◆ **EXERCISE DESCRIPTION**: Exactly the lines from the one holding "rejecting malformed segments" to the end of the listing, both ends included, make up the expected answer.

◆ **THE RECORDS**:
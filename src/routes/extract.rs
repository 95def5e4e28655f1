//! Extractor wrappers whose rejections use the JSON error body.

use axum::extract::rejection::{FormRejection, PathRejection};
use axum::extract::{FromRequest, FromRequestParts};

use crate::error::AppError;

/// `axum::extract::Path`, rejecting malformed segments with `Validation`
#[derive(Debug, FromRequestParts)]
#[from_request(via(axum::extract::Path), rejection(AppError))]
pub struct Path<T>(pub T);

/// `axum::Form`, rejecting bad bodies with `Validation`
#[derive(Debug, FromRequest)]
#[from_request(via(axum::Form), rejection(AppError))]
pub struct Form<T>(pub T);

impl From<PathRejection> for AppError {
    fn from(rejection: PathRejection) -> Self {
        tracing::debug!("Rejected path: {}", rejection.body_text());
        AppError::Validation(rejection.body_text())
    }
}

impl From<FormRejection> for AppError {
    fn from(rejection: FormRejection) -> Self {
        tracing::debug!("Rejected form: {}", rejection.body_text());
        AppError::Validation(rejection.body_text())
    }
}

◆ **OUTPUT OF THE TASK**:
/// `axum::extract::Path`, rejecting malformed segments with `Validation`
#[derive(Debug, FromRequestParts)]
#[from_request(via(axum::extract::Path), rejection(AppError))]
pub struct Path<T>(pub T);

/// `axum::Form`, rejecting bad bodies with `Validation`
#[derive(Debug, FromRequest)]
#[from_request(via(axum::Form), rejection(AppError))]
pub struct Form<T>(pub T);

impl From<PathRejection> for AppError {
    fn from(rejection: PathRejection) -> Self {
        tracing::debug!("Rejected path: {}", rejection.body_text());
        AppError::Validation(rejection.body_text())
    }
}

impl From<FormRejection> for AppError {
    fn from(rejection: FormRejection) -> Self {
        tracing::debug!("Rejected form: {}", rejection.body_text());
        AppError::Validation(rejection.body_text())
    }
}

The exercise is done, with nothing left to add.